▶ Task directions
Could you copy all of the records below exactly as they appear?
=== Data under study ===
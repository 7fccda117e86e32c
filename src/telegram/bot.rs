//! Bot initialization and message routing utilities
//!
//! This module contains:
//! - Command enum definition
//! - Bot instance creation
//! - Message addressing logic (private chats, mentions, replies)

use reqwest::ClientBuilder;
use teloxide::prelude::*;
use teloxide::types::{ChatKind, Message, MessageEntityKind, UserId};
use teloxide::utils::command::BotCommands;

use crate::core::config;

/// Bot commands enum with descriptions
#[derive(BotCommands, Clone, Debug)]
#[command(rename_rule = "lowercase", description = "Я умею:")]
pub enum Command {
    #[command(description = "приветствие и краткая справка")]
    Start,
    #[command(description = "привязать и подтвердить email")]
    Register,
    #[command(description = "курсы валют ЦБ на сегодня")]
    Rates,
    #[command(description = "курс одной валюты, например /rate USD")]
    Rate(String),
    #[command(description = "пошаговая конвертация валют")]
    Convert,
    #[command(description = "история конвертаций")]
    History,
    #[command(description = "отменить текущий диалог")]
    Cancel,
    #[command(description = "список команд")]
    Help,
}

/// Creates a Bot instance with custom or default API URL
pub fn create_bot() -> anyhow::Result<Bot> {
    // Check if local Bot API server is configured
    let bot = if let Ok(bot_api_url) = std::env::var("BOT_API_URL") {
        log::info!("Using custom Bot API URL: {}", bot_api_url);
        let url =
            url::Url::parse(&bot_api_url).map_err(|e| anyhow::anyhow!("Invalid BOT_API_URL: {}", e))?;
        Bot::from_env_with_client(ClientBuilder::new().timeout(config::network::timeout()).build()?)
            .set_api_url(url)
    } else {
        Bot::from_env_with_client(ClientBuilder::new().timeout(config::network::timeout()).build()?)
    };

    Ok(bot)
}

/// Registers the command list in the Telegram UI.
pub async fn setup_bot_commands(bot: &Bot) -> Result<(), teloxide::RequestError> {
    bot.set_my_commands(Command::bot_commands()).await?;
    Ok(())
}

/// Checks if a message is addressed to the bot.
///
/// Private chats always are; in groups the message must mention the bot
/// or reply to one of its messages.
pub fn is_message_addressed_to_bot(msg: &Message, bot_username: Option<&str>, bot_id: UserId) -> bool {
    if matches!(msg.chat.kind, ChatKind::Private(_)) {
        return true;
    }

    if let Some(reply_to) = msg.reply_to_message() {
        if reply_to.from.as_ref().is_some_and(|u| u.id == bot_id) {
            return true;
        }
    }

    let Some(username) = bot_username else {
        return false;
    };
    let Some(text) = msg.text() else {
        return false;
    };

    if let Some(entities) = msg.entities() {
        for entity in entities {
            if matches!(entity.kind, MessageEntityKind::Mention) {
                let Some(mention) = utf16_slice(text, entity.offset, entity.length) else {
                    continue;
                };
                let mention = mention.strip_prefix('@').unwrap_or(mention);
                if mention.eq_ignore_ascii_case(username) {
                    return true;
                }
            }
        }
    }

    text.contains(&format!("@{}", username))
}

/// Slices `text` by UTF-16 code-unit offsets, which is how Telegram
/// addresses entities. Indexing the Rust string with them directly would
/// split multi-byte characters whenever the text contains any.
fn utf16_slice(text: &str, offset: usize, length: usize) -> Option<&str> {
    let end_units = offset.checked_add(length)?;
    let mut start = None;
    let mut units = 0;
    for (byte_idx, c) in text.char_indices() {
        if units == offset {
            start = Some(byte_idx);
        }
        if units == end_units {
            return text.get(start?..byte_idx);
        }
        units += c.len_utf16();
    }
    if units == offset {
        start = Some(text.len());
    }
    if units == end_units {
        return text.get(start?..);
    }
    None
}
===
▶ Expected answer
repository 7fccda117e86e32c
filename src/telegram/bot.rs
//! Bot initialization and message routing utilities
//!
//! This module contains:
//! - Command enum definition
//! - Bot instance creation
//! - Message addressing logic (private chats, mentions, replies)

use reqwest::ClientBuilder;
use teloxide::prelude::*;
use teloxide::types::{ChatKind, Message, MessageEntityKind, UserId};
use teloxide::utils::command::BotCommands;

use crate::core::config;

/// Bot commands enum with descriptions
#[derive(BotCommands, Clone, Debug)]
#[command(rename_rule = "lowercase", description = "Я умею:")]
pub enum Command {
    #[command(description = "приветствие и краткая справка")]
    Start,
    #[command(description = "привязать и подтвердить email")]
    Register,
    #[command(description = "курсы валют ЦБ на сегодня")]
    Rates,
    #[command(description = "курс одной валюты, например /rate USD")]
    Rate(String),
    #[command(description = "пошаговая конвертация валют")]
    Convert,
    #[command(description = "история конвертаций")]
    History,
    #[command(description = "отменить текущий диалог")]
    Cancel,
    #[command(description = "список команд")]
    Help,
}

/// Creates a Bot instance with custom or default API URL
pub fn create_bot() -> anyhow::Result<Bot> {
    // Check if local Bot API server is configured
    let bot = if let Ok(bot_api_url) = std::env::var("BOT_API_URL") {
        log::info!("Using custom Bot API URL: {}", bot_api_url);
        let url =
            url::Url::parse(&bot_api_url).map_err(|e| anyhow::anyhow!("Invalid BOT_API_URL: {}", e))?;
        Bot::from_env_with_client(ClientBuilder::new().timeout(config::network::timeout()).build()?)
            .set_api_url(url)
    } else {
        Bot::from_env_with_client(ClientBuilder::new().timeout(config::network::timeout()).build()?)
    };

    Ok(bot)
}

/// Registers the command list in the Telegram UI.
pub async fn setup_bot_commands(bot: &Bot) -> Result<(), teloxide::RequestError> {
    bot.set_my_commands(Command::bot_commands()).await?;
    Ok(())
}

/// Checks if a message is addressed to the bot.
///
/// Private chats always are; in groups the message must mention the bot
/// or reply to one of its messages.
pub fn is_message_addressed_to_bot(msg: &Message, bot_username: Option<&str>, bot_id: UserId) -> bool {
    if matches!(msg.chat.kind, ChatKind::Private(_)) {
        return true;
    }

    if let Some(reply_to) = msg.reply_to_message() {
        if reply_to.from.as_ref().is_some_and(|u| u.id == bot_id) {
            return true;
        }
    }

    let Some(username) = bot_username else {
        return false;
    };
    let Some(text) = msg.text() else {
        return false;
    };

    if let Some(entities) = msg.entities() {
        for entity in entities {
            if matches!(entity.kind, MessageEntityKind::Mention) {
                let Some(mention) = utf16_slice(text, entity.offset, entity.length) else {
                    continue;
                };
                let mention = mention.strip_prefix('@').unwrap_or(mention);
                if mention.eq_ignore_ascii_case(username) {
                    return true;
                }
            }
        }
    }

    text.contains(&format!("@{}", username))
}

/// Slices `text` by UTF-16 code-unit offsets, which is how Telegram
/// addresses entities. Indexing the Rust string with them directly would
/// split multi-byte characters whenever the text contains any.
fn utf16_slice(text: &str, offset: usize, length: usize) -> Option<&str> {
    let end_units = offset.checked_add(length)?;
    let mut start = None;
    let mut units = 0;
    for (byte_idx, c) in text.char_indices() {
        if units == offset {
            start = Some(byte_idx);
        }
        if units == end_units {
            return text.get(start?..byte_idx);
        }
        units += c.len_utf16();
    }
    if units == offset {
        start = Some(text.len());
    }
    if units == end_units {
        return text.get(start?..);
    }
    None
}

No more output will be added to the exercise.